Dataset entries
* * * * *

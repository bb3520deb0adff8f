//! External tool detection and invocation.

use crate::{Error, Result};
use std::path::{Path, PathBuf};
use std::process::{Command, Output};

/// Information about an external tool.
#[derive(Debug, Clone)]
pub struct ToolInfo {
    /// Name of the tool.
    pub name: String,
    /// Whether the tool is available.
    pub available: bool,
    /// Version string if available.
    pub version: Option<String>,
    /// Path to the tool executable.
    pub path: Option<PathBuf>,
}

/// Check if a tool is available and get its information.
///
/// # Example
///
/// ```no_run
/// use stemforged_av::check_tool;
///
/// let info = check_tool("spleeter");
/// if info.available {
///     println!("spleeter version: {:?}", info.version);
/// }
/// ```
pub fn check_tool(name: &str) -> ToolInfo {
    check_tool_with_arg(name, "--version")
}

/// Check if a tool is available using a custom version argument.
pub fn check_tool_with_arg(name: &str, version_arg: &str) -> ToolInfo {
    match Command::new(name).arg(version_arg).output() {
        Ok(output) if output.status.success() => {
            let stdout = String::from_utf8_lossy(&output.stdout);
            let stderr = String::from_utf8_lossy(&output.stderr);
            let version = stdout
                .lines()
                .chain(stderr.lines())
                .find(|l| !l.trim().is_empty())
                .map(|s| s.trim().to_string());

            ToolInfo {
                name: name.to_string(),
                available: true,
                version,
                path: which::which(name).ok(),
            }
        }
        _ => ToolInfo {
            name: name.to_string(),
            available: false,
            version: None,
            path: None,
        },
    }
}

/// Check every tool the pipeline can call: ffmpeg, ffprobe, spleeter and demucs.
pub fn check_tools() -> Vec<ToolInfo> {
    vec![
        check_tool_with_arg("ffmpeg", "-version"),
        check_tool_with_arg("ffprobe", "-version"),
        check_tool("spleeter"),
        check_tool_with_arg("demucs", "--help"),
    ]
}

/// Require that a tool is available, returning its path.
///
/// # Errors
///
/// Returns an error if the tool is not found.
pub fn require_tool(name: &str) -> Result<PathBuf> {
    which::which(name).map_err(|_| Error::tool_not_found(name))
}

/// Get the path to a tool, preferring a configured path over PATH lookup.
pub fn get_tool_path(name: &str, config_path: Option<&Path>) -> Result<PathBuf> {
    if let Some(path) = config_path {
        if path.exists() {
            return Ok(path.to_path_buf());
        }
    }

    require_tool(name)
}

/// Run a prepared command and require a zero exit status.
///
/// A missing executable maps to [`Error::ToolNotFound`]; a non-zero exit maps
/// to [`Error::ToolFailed`] carrying the tail of stderr.
pub fn run(mut cmd: Command, tool: &str) -> Result<Output> {
    #[cfg(feature = "tracing")]
    tracing::debug!(tool, command = ?cmd, "Running external tool");

    let output = cmd.output().map_err(|e| {
        if e.kind() == std::io::ErrorKind::NotFound {
            Error::tool_not_found(tool)
        } else {
            Error::Io(e)
        }
    })?;

    if !output.status.success() {
        let stderr = String::from_utf8_lossy(&output.stderr);
        return Err(Error::tool_failed(tool, stderr_tail(&stderr, 20)));
    }

    Ok(output)
}

/// Last `lines` lines of tool output, for error messages.
fn stderr_tail(stderr: &str, lines: usize) -> String {
    let all: Vec<&str> = stderr.lines().filter(|l| !l.trim().is_empty()).collect();
    let start = all.len().saturating_sub(lines);
    let tail = all[start..].join("\n");
    if tail.is_empty() {
        "exited with non-zero status".to_string()
    } else {
        tail
    }
}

* * * * *

Each record above should be repeated exactly as it appears.

repository bb3520deb0adff8f
//! External tool detection and invocation.

use crate::{Error, Result};
use std::path::{Path, PathBuf};
use std::process::{Command, Output};

/// Information about an external tool.
#[derive(Debug, Clone)]
pub struct ToolInfo {
    /// Name of the tool.
    pub name: String,
    /// Whether the tool is available.
    pub available: bool,
    /// Version string if available.
    pub version: Option<String>,
    /// Path to the tool executable.
    pub path: Option<PathBuf>,
}

/// Check if a tool is available and get its information.
///
/// # Example
///
/// ```no_run
/// use stemforged_av::check_tool;
///
/// let info = check_tool("spleeter");
/// if info.available {
///     println!("spleeter version: {:?}", info.version);
/// }
/// ```
pub fn check_tool(name: &str) -> ToolInfo {
    check_tool_with_arg(name, "--version")
}

/// Check if a tool is available using a custom version argument.
pub fn check_tool_with_arg(name: &str, version_arg: &str) -> ToolInfo {
    match Command::new(name).arg(version_arg).output() {
        Ok(output) if output.status.success() => {
            let stdout = String::from_utf8_lossy(&output.stdout);
            let stderr = String::from_utf8_lossy(&output.stderr);
            let version = stdout
                .lines()
                .chain(stderr.lines())
                .find(|l| !l.trim().is_empty())
                .map(|s| s.trim().to_string());

            ToolInfo {
                name: name.to_string(),
                available: true,
                version,
                path: which::which(name).ok(),
            }
        }
        _ => ToolInfo {
            name: name.to_string(),
            available: false,
            version: None,
            path: None,
        },
    }
}

/// Check every tool the pipeline can call: ffmpeg, ffprobe, spleeter and demucs.
pub fn check_tools() -> Vec<ToolInfo> {
    vec![
        check_tool_with_arg("ffmpeg", "-version"),
        check_tool_with_arg("ffprobe", "-version"),
        check_tool("spleeter"),
        check_tool_with_arg("demucs", "--help"),
    ]
}

/// Require that a tool is available, returning its path.
///
/// # Errors
///
/// Returns an error if the tool is not found.
pub fn require_tool(name: &str) -> Result<PathBuf> {
    which::which(name).map_err(|_| Error::tool_not_found(name))
}

/// Get the path to a tool, preferring a configured path over PATH lookup.
pub fn get_tool_path(name: &str, config_path: Option<&Path>) -> Result<PathBuf> {
    if let Some(path) = config_path {
        if path.exists() {
            return Ok(path.to_path_buf());
        }
    }

    require_tool(name)
}

/// Run a prepared command and require a zero exit status.
///
/// A missing executable maps to [`Error::ToolNotFound`]; a non-zero exit maps
/// to [`Error::ToolFailed`] carrying the tail of stderr.
pub fn run(mut cmd: Command, tool: &str) -> Result<Output> {
    #[cfg(feature = "tracing")]
    tracing::debug!(tool, command = ?cmd, "Running external tool");

    let output = cmd.output().map_err(|e| {
        if e.kind() == std::io::ErrorKind::NotFound {
            Error::tool_not_found(tool)
        } else {
            Error::Io(e)
        }
    })?;

    if !output.status.success() {
        let stderr = String::from_utf8_lossy(&output.stderr);
        return Err(Error::tool_failed(tool, stderr_tail(&stderr, 20)));
    }

    Ok(output)
}

/// Last `lines` lines of tool output, for error messages.
fn stderr_tail(stderr: &str, lines: usize) -> String {
    let all: Vec<&str> = stderr.lines().filter(|l| !l.trim().is_empty()).collect();
    let start = all.len().saturating_sub(lines);
    let tail = all[start..].join("\n");
    if tail.is_empty() {
        "exited with non-zero status".to_string()
    } else {
        tail
    }
}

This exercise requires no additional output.